Quel est votre prochain défi longue distance au programme ?

J’avais envie de tenter une traversée similaire sur le continent africain pour tenter un record mais actuellement, la situation géo-politique est compliquée. Tous les continents me plaisent, ils ont tous leurs particularités mais en ce moment je suis plutôt attirée par l’Afrique. J’ai deux courses prévues là-bas cette année et je réfléchis aussi à un autre défi également en Afrique, mais moins dans la performance et avec un côté un peu plus humain, un peu moins seule et un peu plus à la rencontre des populations. Plus dans le partage.

Le côté humain, c’est ce qui vous a le plus manqué durant cette traversée de 18 jours ?

Je n’étais pas si seule sur la partie France et Suisse car j’avais mis un tracker pour qu’on puisse me suivre. Et donc beaucoup de monde est venu m’encourager sur le bord de la route ou m’a invité à dormir chez eux. C’est sûr que sur la seconde partie, j’ai vu un peu moins de monde mais j’ai croisé quand même quelques personnes. Après, je savais que c’est un peu plus de deux semaines, ce n’est pas non plus énorme. Et puis, je suis focus sur mon objectif. Je ne ressens pas forcément de solitude, c’est surtout de l’ennui quand tu es sur des routes pas très intéressantes mais j’avais la possibilité le soir de parler avec du monde même si c’était virtuellement. Donc je ne me suis pas sentie seule.

Qu’est-ce qui vous plaît dans l’effort solitaire ?

Je pars souvent seule car j’aime bien me gérer, être à mon rythme. Ça fait peur à beaucoup d’être seul(es). Moi, cela me procure un grand sentiment de liberté !

C’est pour cela que vous vous êtes mise au vélo ?

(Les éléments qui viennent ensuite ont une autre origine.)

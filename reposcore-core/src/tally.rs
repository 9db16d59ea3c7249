//! Tallying fetched activity into per-user raw counts.

use std::collections::{BTreeMap, BTreeSet};

use chrono::{DateTime, NaiveDate};
use serde::{Deserialize, Serialize};

use crate::classify::{IssueCategory, LabelClassifier, PrCategory};
use crate::domain::{ActivityKind, ActivityRecord, RawCounts};

/// Merged pull request and eligible issue counts for one week.
#[derive(Debug, Clone, Copy, Default, PartialEq, Eq, Serialize, Deserialize)]
#[serde(rename_all = "camelCase")]
pub struct WeekActivity {
    /// Merged pull requests created during the week.
    pub merged_prs: u64,
    /// Eligible issues created during the week.
    pub issues: u64,
}

/// Build per-user raw counts from fetched activity records.
///
/// Merged pull requests feed the PR categories; issues count only while
/// open, reopened, or closed as completed. Excluded users are dropped after
/// tallying.
pub fn tally_counts<C: LabelClassifier>(
    records: &[ActivityRecord],
    classifier: &C,
    excluded: &BTreeSet<String>,
) -> BTreeMap<String, RawCounts> {
    let mut counts: BTreeMap<String, RawCounts> = BTreeMap::new();

    for record in records {
        let entry = counts.entry(record.author.clone()).or_default();
        match &record.kind {
            ActivityKind::PullRequest { merged: true } => {
                match classifier.classify_pr(&record.labels) {
                    Some(PrCategory::FeatBug) => entry.feat_bug_prs += 1,
                    Some(PrCategory::Doc) => entry.doc_prs += 1,
                    Some(PrCategory::Typo) => entry.typo_prs += 1,
                    None => {}
                }
            }
            ActivityKind::PullRequest { merged: false } => {}
            ActivityKind::Issue { state_reason } => {
                if issue_is_eligible(state_reason.as_deref()) {
                    match classifier.classify_issue(&record.labels) {
                        Some(IssueCategory::FeatBug) => entry.feat_bug_issues += 1,
                        Some(IssueCategory::Doc) => entry.doc_issues += 1,
                        None => {}
                    }
                }
            }
        }
    }

    counts.retain(|user, _| !excluded.contains(user));
    counts
}

/// Whether an issue's state reason keeps it eligible for scoring.
///
/// Open issues (no reason), reopened, and closed-as-completed count; closed
/// as not-planned does not.
pub fn issue_is_eligible(state_reason: Option<&str>) -> bool {
    matches!(state_reason, None | Some("completed") | Some("reopened"))
}

/// Count merged pull requests and eligible issues per 1-based week index
/// starting from `week_start`.
///
/// Records with an unparseable timestamp are skipped.
pub fn weekly_activity(
    records: &[ActivityRecord],
    week_start: NaiveDate,
) -> BTreeMap<i64, WeekActivity> {
    let mut weeks: BTreeMap<i64, WeekActivity> = BTreeMap::new();

    for record in records {
        let Ok(created) = DateTime::parse_from_rfc3339(&record.created_at) else {
            continue;
        };
        let days = (created.date_naive() - week_start).num_days();
        let week = days.div_euclid(7) + 1;

        match &record.kind {
            ActivityKind::PullRequest { merged: true } => {
                weeks.entry(week).or_default().merged_prs += 1;
            }
            ActivityKind::PullRequest { merged: false } => {}
            ActivityKind::Issue { state_reason } => {
                if issue_is_eligible(state_reason.as_deref()) {
                    weeks.entry(week).or_default().issues += 1;
                }
            }
        }
    }

    weeks
}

J’ai commencé à l’adolescence. J’étais une enfant, très réservée, très timide. À l’école, petite, je n’aimais pas participer aux sports soit d’équipe, soit qu’on pratiquait devant les autres, ça ne me correspondait pas : je n’aimais pas le regard des autres, être jugée. Ça me gênait. Avec le vélo, j’ai découvert un sport où je pouvais progresser dans mon coin, faire ça seule. Je me suis rendu compte que j’avais de bonnes capacités dans ce sport. Ma passion est partie de là, j’ai découvert aussi le voyage, et qu’il n’y avait pas que l’effort physique mais aussi les paysages et les rencontres. Et cela contribue maintenant à ce que j’aime.

Vous ne pourriez pas partir dans une aventure sans votre vélo ?

C’est ma passion et un mode de transport idéal. À pied, c’est trop lent. Mais cette année, je prévois de combiner d’autres sports : j’ai pratiqué un peu de vélo-ski et j’ai un projet de voyage bike rafting, un mix entre le bike packing et le pack rafting. Je partais sur les Canaries mais finalement les distances entre les îles sont trop compliquées pour relier celles-ci en packraft. Donc à voir… Il y a toujours le vélo, ça reste mon sport de prédilection, mais j’ai envie de découvrir d’autres disciplines.

En attendant de mener à bien tous ces projets, quel est votre programme ?

Je m’envole ce mardi pour le Maroc où je cours l’Atlas Moutain Raid à partir du 9 février. C’est une course VTT de 1 300 km non-stop. L’objectif, c’est de la gagner mais il va y avoir une bonne concurrence donc je n’ai aucune certitude. Les meilleurs hommes mettent 4 jours. Donc pour moi, mettre 5 jours, ce serait pas mal ! (rires) C’est du non-stop : quand on dort, on perd du temps. Donc le but, c’est de dormir le moins possible. J’ai fait la Silk Road Mountain Race (au Kirghizistan) l’année dernière : un format de course de 1 000 km sur route donc là je dormais très peu car ça se fait en moins de 3 jours. Sur l’Atlas Moutain Raid, le format est un peu plus long et le VTT est un peu nouveau pour moi.

Est-ce que le cyclisme est devenu votre activité principale ?

À la base, je suis ingénieure en développement de logiciels mais depuis 2 ans, c’est devenu mon métier oui. J’ai quitté mon entreprise (elle a travaillé deux ans en Bavière puis à Grenoble) et me suis mise à mon compte : j’ai quelques sponsors mais ce n’est pas suffisant, je fais un peu de coaching, des stages, de la promotion d’événements, différentes choses qui me permettent d’en vivre.